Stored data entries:
________
//! Order-sensitive projection of legacy field sets.
//!
//! Legacy messages are described by a schema: an ordered list of
//! [`FieldSpec`]s, each either a `single` field of the order or a `product`
//! field projected from every line item. A second, shorter list names the
//! fields that enter the hash chain. The projector turns frozen
//! [`LegacyFields`] into
//!
//! - the exact value sequence to sign ([`FieldProjector::project`]),
//! - the complete list of missing required fields ([`FieldProjector::missing_required`]),
//! - the ordered form fields to post ([`FieldProjector::form_data`]).
//!
//! Product values are emitted item by item, so reordering the items changes
//! the signature.

use crate::error::{GatewayError, Result};

/// Whether a field belongs to the order or to each product line.
#[derive(Debug, Clone, Copy, PartialEq, Eq)]
pub enum FieldKind {
    /// One value for the whole order.
    Single,
    /// One value per product, taken from the named product attribute.
    Product(&'static str),
}

/// Schema entry of a legacy field.
#[derive(Debug, Clone, Copy, PartialEq, Eq)]
pub struct FieldSpec {
    /// Wire name, e.g. `ORDER_REF`.
    pub name: &'static str,
    /// Single or product field.
    pub kind: FieldKind,
    /// Whether the gateway rejects a message without it.
    pub required: bool,
    /// Value set on construction when the caller gives none.
    pub default: Option<&'static str>,
}

impl FieldSpec {
    /// Optional single field.
    #[must_use]
    pub const fn single(name: &'static str) -> Self {
        Self { name, kind: FieldKind::Single, required: false, default: None }
    }

    /// Optional product field read from the `attribute` of each item.
    #[must_use]
    pub const fn product(name: &'static str, attribute: &'static str) -> Self {
        Self { name, kind: FieldKind::Product(attribute), required: false, default: None }
    }

    /// Marks the field as required.
    #[must_use]
    pub const fn required(mut self) -> Self {
        self.required = true;
        self
    }

    /// Sets the construction default.
    #[must_use]
    pub const fn with_default(mut self, value: &'static str) -> Self {
        self.default = Some(value);
        self
    }
}

/// A value of a posted form: a scalar, or a list posted as `NAME[]`.
#[derive(Debug, Clone, PartialEq, Eq)]
pub enum FormValue {
    /// Scalar field.
    Single(String),
    /// Repeated field.
    List(Vec<String>),
}

impl FormValue {
    /// First value of the field.
    #[must_use]
    pub fn first(&self) -> Option<&str> {
        match self {
            Self::Single(value) => Some(value),
            Self::List(values) => values.first().map(String::as_str),
        }
    }
}

/// Ordered form field list.
pub type FormData = Vec<(String, FormValue)>;

/// Groups raw `name=value` pairs into a [`FormData`].
///
/// Names ending in `[]` are collected into one [`FormValue::List`]; a
/// repeated scalar name keeps its last value. First-appearance order is kept.
///
/// # Examples
///
/// ```
/// use simplepay::projector::{FormValue, collect_form};
///
/// let form = collect_form([("REFNOEXT", "101"), ("IPN_PID[]", "1"), ("IPN_PID[]", "2")]);
/// assert_eq!(form[1].1, FormValue::List(vec!["1".into(), "2".into()]));
/// ```
#[must_use]
pub fn collect_form<I, K, V>(pairs: I) -> FormData
where
    I: IntoIterator<Item = (K, V)>,
    K: AsRef<str>,
    V: Into<String>,
{
    let mut form: FormData = Vec::new();
    for (name, value) in pairs {
        let name = name.as_ref();
        let value = value.into();
        if let Some(list_name) = name.strip_suffix("[]") {
            match form.iter_mut().find(|(existing, _)| existing == list_name) {
                Some((_, FormValue::List(values))) => values.push(value),
                Some((_, slot)) => *slot = FormValue::List(vec![value]),
                None => form.push((list_name.to_owned(), FormValue::List(vec![value]))),
            }
        } else {
            match form.iter_mut().find(|(existing, _)| existing == name) {
                Some((_, slot)) => *slot = FormValue::Single(value),
                None => form.push((name.to_owned(), FormValue::Single(value))),
            }
        }
    }
    form
}

/// Looks up a field of a form by name.
#[must_use]
pub fn form_get<'a>(form: &'a FormData, name: &str) -> Option<&'a FormValue> {
    form.iter().find(|(existing, _)| existing == name).map(|(_, value)| value)
}

/// Flattens a form one level deep into its values, skipping the `skip` names.
///
/// List values are spliced in place, which is how posted legacy messages are
/// hashed.
#[must_use]
pub fn flat_values(form: &FormData, skip: &[&str]) -> Vec<String> {
    let mut values = Vec::new();
    for (name, value) in form {
        if skip.contains(&name.as_str()) {
            continue;
        }
        match value {
            FormValue::Single(value) => values.push(value.clone()),
            FormValue::List(list) => values.extend(list.iter().cloned()),
        }
    }
    values
}

/// Expands a form into wire pairs, lists becoming repeated `NAME[]` pairs.
#[must_use]
pub fn encode_pairs(form: &FormData) -> Vec<(String, String)> {
    let mut pairs = Vec::new();
    for (name, value) in form {
        match value {
            FormValue::Single(value) => pairs.push((name.clone(), value.clone())),
            FormValue::List(list) => {
                pairs.extend(list.iter().map(|value| (format!("{name}[]"), value.clone())));
            }
        }
    }
    pairs
}

/// One product line of a legacy order.
#[derive(Debug, Clone, Default, PartialEq, Eq)]
pub struct Product {
    attributes: Vec<(String, String)>,
}

impl Product {
    /// Creates an empty product line.
    #[must_use]
    pub fn new() -> Self {
        Self::default()
    }

    /// Sets a product attribute such as `name`, `code`, `info`, `price`, `qty` or `vat`.
    #[must_use]
    #[allow(
        clippy::impl_trait_in_params,
        reason = "impl Into<String> is idiomatic for builder methods"
    )]
    pub fn with(mut self, attribute: impl Into<String>, value: impl Into<String>) -> Self {
        let attribute = attribute.into();
        let value = value.into();
        match self.attributes.iter_mut().find(|(name, _)| *name == attribute) {
            Some((_, slot)) => *slot = value,
            None => self.attributes.push((attribute, value)),
        }
        self
    }

    /// Value of an attribute.
    #[must_use]
    pub fn get(&self, attribute: &str) -> Option<&str> {
        self.attributes.iter().find(|(name, _)| name == attribute).map(|(_, value)| value.as_str())
    }
}

/// Field values and product lines of a legacy message.
#[derive(Debug, Clone, Default, PartialEq, Eq)]
pub struct LegacyFields {
    values: Vec<(String, String)>,
    products: Vec<Product>,
}

impl LegacyFields {
    /// Creates an empty set.
    #[must_use]
    pub fn new() -> Self {
        Self::default()
    }

    /// Creates a set holding every `single` default of `schema`.
    #[must_use]
    pub fn with_defaults(schema: &[FieldSpec]) -> Self {
        let mut fields = Self::new();
        for spec in schema {
            if let (FieldKind::Single, Some(default)) = (spec.kind, spec.default) {
                fields.set(spec.name, default);
            }
        }
        fields
    }

    /// Sets or replaces a single field.
    #[allow(
        clippy::impl_trait_in_params,
        reason = "impl Into<String> is idiomatic for builder methods"
    )]
    pub fn set(&mut self, name: impl Into<String>, value: impl Into<String>) {
        let name = name.into();
        let value = value.into();
        match self.values.iter_mut().find(|(existing, _)| *existing == name) {
            Some((_, slot)) => *slot = value,
            None => self.values.push((name, value)),
        }
    }

    /// Value of a single field.
    #[must_use]
    pub fn get(&self, name: &str) -> Option<&str> {
        self.values.iter().find(|(existing, _)| existing == name).map(|(_, value)| value.as_str())
    }

    /// Appends a product line.
    pub fn push_product(&mut self, product: Product) {
        self.products.push(product);
    }

    /// Product lines in insertion order.
    #[must_use]
    pub fn products(&self) -> &[Product] {
        &self.products
    }
}

/// Projects [`LegacyFields`] through a schema.
#[derive(Debug, Clone, Copy)]
pub struct FieldProjector {
    schema: &'static [FieldSpec],
}

impl FieldProjector {
    /// Creates a projector over a static schema.
    #[must_use]
    pub const fn new(schema: &'static [FieldSpec]) -> Self {
        Self { schema }
    }

    /// Schema in use.
    #[must_use]
    pub const fn schema(&self) -> &'static [FieldSpec] {
        self.schema
    }

    fn spec(&self, name: &str) -> Result<&'static FieldSpec> {
        self.schema
            .iter()
            .find(|spec| spec.name == name)
            .ok_or_else(|| GatewayError::InvalidInput(format!("field {name} is not in the schema")))
    }

    /// Returns `true` when `name` belongs to the schema.
    #[must_use]
    pub fn knows(&self, name: &str) -> bool {
        self.schema.iter().any(|spec| spec.name == name)
    }

    /// Produces the value sequence to sign, following `hash_fields` order.
    ///
    /// Absent single values and absent product attributes are skipped.
    ///
    /// # Errors
    ///
    /// Returns [`GatewayError::InvalidInput`] when a hash field is not in the schema.
    pub fn project(&self, hash_fields: &[&str], data: &LegacyFields) -> Result<Vec<String>> {
        let mut values = Vec::new();
        for name in hash_fields {
            match self.spec(name)?.kind {
                FieldKind::Single => {
                    if let Some(value) = data.get(name) {
                        values.push(value.to_owned());
                    }
                }
                FieldKind::Product(attribute) => {
                    values.extend(
                        data.products().iter().filter_map(|p| p.get(attribute)).map(str::to_owned),
                    );
                }
            }
        }
        Ok(values)
    }

    /// Lists every required field that is absent, in schema order.
    ///
    /// A product field counts as missing when any item lacks it. Each name
    /// appears at most once. The pass never stops at the first miss.
    #[must_use]
    pub fn missing_required(&self, data: &LegacyFields) -> Vec<String> {
        self.schema
            .iter()
            .filter(|spec| spec.required)
            .filter(|spec| match spec.kind {
                FieldKind::Single => data.get(spec.name).is_none(),
                FieldKind::Product(attribute) => {
                    data.products().iter().any(|product| product.get(attribute).is_none())
                }
            })
            .map(|spec| spec.name.to_owned())
            .collect()
    }

    /// Builds the ordered form fields: singles present in the data, then
    /// product fields as lists, all in schema order.
    #[must_use]
    pub fn form_data(&self, data: &LegacyFields) -> FormData {
        let mut form = Vec::new();
        for spec in self.schema {
            match spec.kind {
                FieldKind::Single => {
                    if let Some(value) = data.get(spec.name) {
                        form.push((spec.name.to_owned(), FormValue::Single(value.to_owned())));
                    }
                }
                FieldKind::Product(attribute) => {
                    let values: Vec<String> = data
                        .products()
                        .iter()
                        .filter_map(|product| product.get(attribute))
                        .map(str::to_owned)
                        .collect();
                    if !values.is_empty() {
                        form.push((spec.name.to_owned(), FormValue::List(values)));
                    }
                }
            }
        }
        form
    }
}

#[cfg(test)]
mod tests {
    use super::*;

    static SCHEMA: &[FieldSpec] = &[
        FieldSpec::single("A").required(),
        FieldSpec::single("B").required().with_default("b"),
        FieldSpec::single("C").required(),
        FieldSpec::product("P_NAME", "name"),
        FieldSpec::product("P_QTY", "qty").required(),
    ];

    #[test]
    fn test_missing_required_reports_all() {
        let projector = FieldProjector::new(SCHEMA);
        let data = LegacyFields::with_defaults(SCHEMA);
        assert_eq!(projector.missing_required(&data), ["A", "C"]);
    }

    #[test]
    fn test_missing_product_field_once() {
        let projector = FieldProjector::new(SCHEMA);
        let mut data = LegacyFields::with_defaults(SCHEMA);
        data.set("A", "a");
        data.set("C", "c");
        data.push_product(Product::new().with("name", "x"));
        data.push_product(Product::new().with("name", "y"));
        assert_eq!(projector.missing_required(&data), ["P_QTY"]);
    }

    #[test]
    fn test_project_follows_hash_order_and_items() {
        let projector = FieldProjector::new(SCHEMA);
        let mut data = LegacyFields::new();
        data.set("A", "a");
        data.set("C", "c");
        data.push_product(Product::new().with("name", "first").with("qty", "1"));
        data.push_product(Product::new().with("name", "second").with("qty", "2"));

        let values = projector.project(&["C", "P_NAME", "A", "P_QTY"], &data).unwrap();
        assert_eq!(values, ["c", "first", "second", "a", "1", "2"]);
    }

    #[test]
    fn test_project_unknown_field() {
        let projector = FieldProjector::new(SCHEMA);
        assert!(projector.project(&["NOPE"], &LegacyFields::new()).is_err());
    }

    #[test]
    fn test_form_data_in_schema_order() {
        let projector = FieldProjector::new(SCHEMA);
        let mut data = LegacyFields::new();
        data.set("C", "c");
        data.set("A", "a");
        data.push_product(Product::new().with("qty", "3"));

        let form = projector.form_data(&data);
        let names: Vec<_> = form.iter().map(|(name, _)| name.as_str()).collect();
        assert_eq!(names, ["A", "C", "P_QTY"]);
        assert_eq!(form[2].1, FormValue::List(vec!["3".into()]));
    }

    #[test]
    fn test_collect_and_flatten_form() {
        let form = collect_form([
            ("REFNOEXT", "101"),
            ("IPN_PID[]", "1"),
            ("IPN_PNAME[]", "shoe"),
            ("IPN_PID[]", "2"),
            ("HASH", "h"),
        ]);
        assert_eq!(flat_values(&form, &["HASH"]), ["101", "1", "2", "shoe"]);
        assert_eq!(form_get(&form, "IPN_PNAME").and_then(FormValue::first), Some("shoe"));

        let pairs = encode_pairs(&form);
        assert_eq!(pairs[1], ("IPN_PID[]".to_owned(), "1".to_owned()));
        assert_eq!(pairs.len(), 5);
    }
}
________
[TASK DESCRIPTION]: Among the lines of the data, identify those with the word "extend". Copy each of them.

[PROBLEM SOLUTION]:
            FormValue::List(list) => values.extend(list.iter().cloned()),
                pairs.extend(list.iter().map(|value| (format!("{name}[]"), value.clone())));
                    values.extend(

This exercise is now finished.